Le texte du Cilappatikāram contient différents niveaux de rédaction, qui s’échelonnent peut-être entre les IVe et VIIIe siècles. Les détails fournis par ce passage — direction, enseignement, arbre banian — se rapprochent considérablement de la forme du Śiva enseignant sur les façades des temples. J’envisage donc ces lignes comme s’appuyant sur des reliefs déjà existants d’un dieu enseignant sous un arbre banian et orienté vers le sud.
181 ālamar celvaṉ makaṉ viḻā kālkōḷ
kāṇmiṉō […]
Maṇimēkalai 3.144– 145. Il s’agit, dans ce passage, de la fête de Murukaṉ.

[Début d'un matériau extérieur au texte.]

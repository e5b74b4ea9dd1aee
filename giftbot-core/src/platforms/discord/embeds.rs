use twilight_model::channel::message::Embed;
use twilight_model::util::Timestamp;
use twilight_util::builder::embed::{EmbedBuilder, EmbedFieldBuilder, EmbedFooterBuilder};

use giftbot_common::models::MessageContent;

use crate::Error;

/// Converts platform-neutral content into a validated Discord embed.
pub fn to_embed(content: &MessageContent) -> Result<Embed, Error> {
    let mut builder = EmbedBuilder::new()
        .title(content.title.clone())
        .color(content.color);

    if let Some(description) = &content.description {
        builder = builder.description(description.clone());
    }
    for field in &content.fields {
        let mut field_builder = EmbedFieldBuilder::new(field.name.clone(), field.value.clone());
        if field.inline {
            field_builder = field_builder.inline();
        }
        builder = builder.field(field_builder);
    }
    if let Some(footer) = &content.footer {
        builder = builder.footer(EmbedFooterBuilder::new(footer.clone()));
    }
    if let Some(at) = content.timestamp {
        let timestamp = Timestamp::from_secs(at.timestamp())
            .map_err(|e| Error::Platform(format!("Invalid embed timestamp: {e}")))?;
        builder = builder.timestamp(timestamp);
    }

    builder
        .validate()
        .map(|b| b.build())
        .map_err(|e| Error::Platform(format!("Invalid embed: {e}")))
}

182 nīla nirai pōtu uṟu kāṟku ulaivaṉa pōl
cālakattu olkiya kaṇṇar uyar cīrtti
ālamar celvaṉ aṇicāl makaṉ viḻā
kāl kōḷ eṉṟu ūkki katumeṉa nōkki
Kalittokai 83.12–15.
Un autre passage du Kalittokai évoque encore ālamar celvaṉ :
pālōṭu alarnta mulai maṟaṉtu muṟṟattu
kālval tēr kaiyiṉ iyyakki naṭai payiṟṟā
ālamar celvaṉ aṇicāl peru viṟal
pōla varum eṉ uyir
Kalittokai 81.7–10.
« [Perumaṉ, mon fils] toi qui es ma vie, semblable à la grande et belle victoire du dieu associé à l’arbre banian, tu marches, tirant le char aux roues puissantes à travers la cour, oubliant [mon] sein gonflé de lait. »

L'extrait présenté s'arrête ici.